[[ Supplied information, beginning ]]

//! Model serialization and deserialization via bincode.

use std::path::Path;

use tracing::{debug, info, instrument};

use crate::error::TreeError;
use crate::forest::RandomForest;
use crate::tree::DecisionTree;

/// Current binary format version.
const FORMAT_VERSION: u32 = 1;

/// A trained model that can be written to and read back from disk.
#[derive(Debug, Clone, PartialEq, serde::Serialize, serde::Deserialize)]
pub enum Model {
    /// A single decision tree.
    Tree(DecisionTree),
    /// A random forest.
    Forest(RandomForest),
}

/// Versioned envelope for the serialized model.
#[derive(serde::Serialize, serde::Deserialize)]
struct ModelEnvelope {
    /// Format version for compatibility checking.
    format_version: u32,
    /// Number of trees in the model.
    n_trees: usize,
    /// Category attribute the model predicts.
    category_attr: String,
    /// The serialized model.
    model: Model,
}

impl Model {
    /// Return the number of trees (1 for a single tree).
    #[must_use]
    pub fn n_trees(&self) -> usize {
        match self {
            Model::Tree(_) => 1,
            Model::Forest(forest) => forest.n_trees(),
        }
    }

    /// Return the category attribute the model was trained to predict.
    #[must_use]
    pub fn category_attr(&self) -> &str {
        match self {
            Model::Tree(tree) => tree.config().category_attr(),
            Model::Forest(forest) => forest
                .trees()
                .first()
                .map_or(crate::tree::DEFAULT_CATEGORY_ATTR, |t| {
                    t.config().category_attr()
                }),
        }
    }

    /// Save the model to a binary file.
    ///
    /// Uses bincode encoding wrapped in a versioned envelope for
    /// forward-compatibility checking.
    ///
    /// # Errors
    ///
    /// | Variant | Condition |
    /// |---|---|
    /// | [`TreeError::SerializeModel`] | bincode encoding failed |
    /// | [`TreeError::WriteModel`] | file write failed |
    #[instrument(skip_all, fields(path = %path.as_ref().display()))]
    pub fn save(&self, path: impl AsRef<Path>) -> Result<(), TreeError> {
        let path = path.as_ref();

        let envelope = ModelEnvelope {
            format_version: FORMAT_VERSION,
            n_trees: self.n_trees(),
            category_attr: self.category_attr().to_string(),
            model: self.clone(),
        };

        let bytes = bincode::serialize(&envelope)
            .map_err(|e| TreeError::SerializeModel { source: e })?;

        std::fs::write(path, &bytes).map_err(|e| TreeError::WriteModel {
            path: path.to_path_buf(),
            source: e,
        })?;

        info!(
            size_bytes = bytes.len(),
            n_trees = self.n_trees(),
            "model saved"
        );

        Ok(())
    }

    /// Load a model from a binary file.
    ///
    /// Checks the format version and returns an error on mismatch.
    ///
    /// # Errors
    ///
    /// | Variant | Condition |
    /// |---|---|
    /// | [`TreeError::ReadModel`] | file read failed |
    /// | [`TreeError::DeserializeModel`] | bincode decoding failed |
    /// | [`TreeError::IncompatibleModelVersion`] | format version mismatch |
    /// | [`TreeError::CorruptModel`] | a tree's node layout is not a valid tree |
    #[instrument(skip_all, fields(path = %path.as_ref().display()))]
    pub fn load(path: impl AsRef<Path>) -> Result<Self, TreeError> {
        let path = path.as_ref();

        let bytes = std::fs::read(path).map_err(|e| TreeError::ReadModel {
            path: path.to_path_buf(),
            source: e,
        })?;

        // The version is the leading field, so it can be checked before the
        // rest of the envelope is decoded.
        let format_version: u32 =
            bincode::deserialize(&bytes).map_err(|e| TreeError::DeserializeModel {
                path: path.to_path_buf(),
                source: e,
            })?;
        if format_version != FORMAT_VERSION {
            return Err(TreeError::IncompatibleModelVersion {
                expected: FORMAT_VERSION,
                found: format_version,
                path: path.to_path_buf(),
            });
        }

        let envelope: ModelEnvelope =
            bincode::deserialize(&bytes).map_err(|e| TreeError::DeserializeModel {
                path: path.to_path_buf(),
                source: e,
            })?;

        let trees: &[DecisionTree] = match &envelope.model {
            Model::Tree(tree) => std::slice::from_ref(tree),
            Model::Forest(forest) => forest.trees(),
        };
        if trees.is_empty() {
            return Err(TreeError::CorruptModel {
                path: path.to_path_buf(),
                reason: "forest has no trees".to_string(),
            });
        }
        for (tree_index, tree) in trees.iter().enumerate() {
            tree.check_layout().map_err(|reason| TreeError::CorruptModel {
                path: path.to_path_buf(),
                reason: format!("tree {tree_index}: {reason}"),
            })?;
        }

        debug!(
            n_trees = envelope.n_trees,
            category_attr = %envelope.category_attr,
            "model loaded"
        );

        Ok(envelope.model)
    }
}

impl From<DecisionTree> for Model {
    fn from(tree: DecisionTree) -> Self {
        Model::Tree(tree)
    }
}

impl From<RandomForest> for Model {
    fn from(forest: RandomForest) -> Self {
        Model::Forest(forest)
    }
}

#[cfg(test)]
mod tests {
    use tempfile::TempDir;

    use super::*;
    use crate::item::{Item, Value};
    use crate::node::{Node, NodeIndex};
    use crate::predicate::Predicate;
    use crate::tree::DecisionTreeConfig;

    fn training_items() -> Vec<Item> {
        [1.0, 2.0, 3.0, 10.0, 11.0, 12.0]
            .iter()
            .map(|&x| {
                Item::new()
                    .with("x", x)
                    .with("colour", if x < 5.0 { "red" } else { "blue" })
                    .with("category", if x < 5.0 { "low" } else { "high" })
            })
            .collect()
    }

    #[test]
    fn tree_round_trip_identical_predictions() {
        let dir = TempDir::new().unwrap();
        let model_path = dir.path().join("tree.bin");

        let tree = DecisionTreeConfig::new().fit(&training_items()).unwrap();
        Model::from(tree.clone()).save(&model_path).unwrap();

        let Model::Tree(loaded) = Model::load(&model_path).unwrap() else {
            panic!("expected a tree");
        };
        assert_eq!(loaded, tree);
        for x in [1.5, 11.0, 5.0] {
            let query = Item::new().with("x", x);
            assert_eq!(loaded.predict(&query), tree.predict(&query));
        }
    }

    #[test]
    fn forest_round_trip_identical_tallies() {
        let dir = TempDir::new().unwrap();
        let model_path = dir.path().join("forest.bin");

        let forest = RandomForest::train(&training_items(), &DecisionTreeConfig::new(), 2).unwrap();
        let model = Model::from(forest.clone());
        model.save(&model_path).unwrap();

        let loaded = Model::load(&model_path).unwrap();
        assert_eq!(loaded.n_trees(), 2);
        assert_eq!(loaded.category_attr(), "category");
        let Model::Forest(loaded) = loaded else {
            panic!("expected a forest");
        };
        let query = Item::new().with("x", 2.0);
        assert_eq!(loaded.predict(&query), forest.predict(&query));
    }

    #[test]
    fn load_nonexistent_file_error() {
        let dir = TempDir::new().unwrap();
        let err = Model::load(dir.path().join("missing.bin")).unwrap_err();
        assert!(matches!(err, TreeError::ReadModel { .. }));
    }

    #[test]
    fn load_corrupt_file_error() {
        let dir = TempDir::new().unwrap();
        let path = dir.path().join("corrupt.bin");
        std::fs::write(&path, b"no").unwrap();
        let err = Model::load(&path).unwrap_err();
        assert!(matches!(err, TreeError::DeserializeModel { .. }));
    }

    fn save_raw(dir: &TempDir, name: &str, model: Model) -> std::path::PathBuf {
        let path = dir.path().join(name);
        model.save(&path).unwrap();
        path
    }

    fn split_node(matched: usize, not_matched: usize) -> Node {
        Node::Split {
            attribute: "x".to_string(),
            predicate: Predicate::GreaterOrEqual,
            pivot: Value::from(10.0),
            matched: NodeIndex::new(matched),
            not_matched: NodeIndex::new(not_matched),
            matched_count: 1,
            not_matched_count: 1,
            entropy: 2.0_f64.ln(),
            gain: 2.0_f64.ln(),
        }
    }

    fn leaf_node(category: &str) -> Node {
        Node::Leaf {
            category: Value::from(category),
            n_items: 1,
            entropy: 0.0,
        }
    }

    fn tree_with(nodes: Vec<Node>) -> DecisionTree {
        DecisionTree {
            nodes,
            config: DecisionTreeConfig::new(),
        }
    }

    #[test]
    fn load_rejects_dangling_child_index() {
        let dir = TempDir::new().unwrap();
        let path = save_raw(&dir, "dangling.bin", Model::Tree(tree_with(vec![split_node(7, 1)])));
        let err = Model::load(&path).unwrap_err();
        assert!(matches!(err, TreeError::CorruptModel { .. }), "got {err:?}");
    }

    #[test]
    fn load_rejects_empty_arena() {
        let dir = TempDir::new().unwrap();
        let path = save_raw(&dir, "empty.bin", Model::Tree(tree_with(vec![])));
        let err = Model::load(&path).unwrap_err();
        assert!(matches!(err, TreeError::CorruptModel { .. }), "got {err:?}");
    }

    #[test]
    fn load_rejects_cycles_and_shared_children() {
        let dir = TempDir::new().unwrap();

        let self_loop = tree_with(vec![split_node(0, 1), leaf_node("A")]);
        let path = save_raw(&dir, "loop.bin", Model::Tree(self_loop));
        assert!(matches!(
            Model::load(&path).unwrap_err(),
            TreeError::CorruptModel { .. }
        ));

        let back_edge = tree_with(vec![
            split_node(1, 2),
            split_node(0, 3),
            leaf_node("A"),
            leaf_node("B"),
        ]);
        let path = save_raw(&dir, "back.bin", Model::Tree(back_edge));
        assert!(matches!(
            Model::load(&path).unwrap_err(),
            TreeError::CorruptModel { .. }
        ));

        let shared = tree_with(vec![split_node(1, 1), leaf_node("A")]);
        let path = save_raw(&dir, "shared.bin", Model::Tree(shared));
        assert!(matches!(
            Model::load(&path).unwrap_err(),
            TreeError::CorruptModel { .. }
        ));
    }

    #[test]
    fn load_rejects_corrupt_tree_inside_forest() {
        let dir = TempDir::new().unwrap();
        let good = DecisionTreeConfig::new().fit(&training_items()).unwrap();
        let forest = RandomForest {
            trees: vec![good, tree_with(vec![split_node(5, 6)])],
        };
        let path = save_raw(&dir, "forest.bin", Model::Forest(forest));
        let err = Model::load(&path).unwrap_err();
        assert!(
            matches!(&err, TreeError::CorruptModel { reason, .. } if reason.starts_with("tree 1")),
            "got {err:?}"
        );
    }

    #[test]
    fn load_accepts_hand_built_valid_tree() {
        let dir = TempDir::new().unwrap();
        let tree = tree_with(vec![split_node(1, 2), leaf_node("high"), leaf_node("low")]);
        let path = save_raw(&dir, "valid.bin", Model::Tree(tree.clone()));
        let Model::Tree(loaded) = Model::load(&path).unwrap() else {
            panic!("expected a tree");
        };
        assert_eq!(loaded.predict(&Item::new().with("x", 12.0)), &Value::from("high"));
        assert_eq!(loaded.predict(&Item::new()), &Value::from("low"));
    }

    #[test]
    fn version_mismatch_error() {
        let dir = TempDir::new().unwrap();
        let path = dir.path().join("future.bin");
        std::fs::write(&path, bincode::serialize(&(FORMAT_VERSION + 1)).unwrap()).unwrap();
        let err = Model::load(&path).unwrap_err();
        assert!(matches!(
            err,
            TreeError::IncompatibleModelVersion { found, .. } if found == FORMAT_VERSION + 1
        ));
    }
}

[[ Supplied information, end ]]

**What to produce:** Lines holding the string "else" must be copied out of the entries above.

**Solution to the problem:**
                    .with("colour", if x < 5.0 { "red" } else { "blue" })
                    .with("category", if x < 5.0 { "low" } else { "high" })
        let Model::Tree(loaded) = Model::load(&model_path).unwrap() else {
        let Model::Forest(loaded) = loaded else {
        let Model::Tree(loaded) = Model::load(&path).unwrap() else {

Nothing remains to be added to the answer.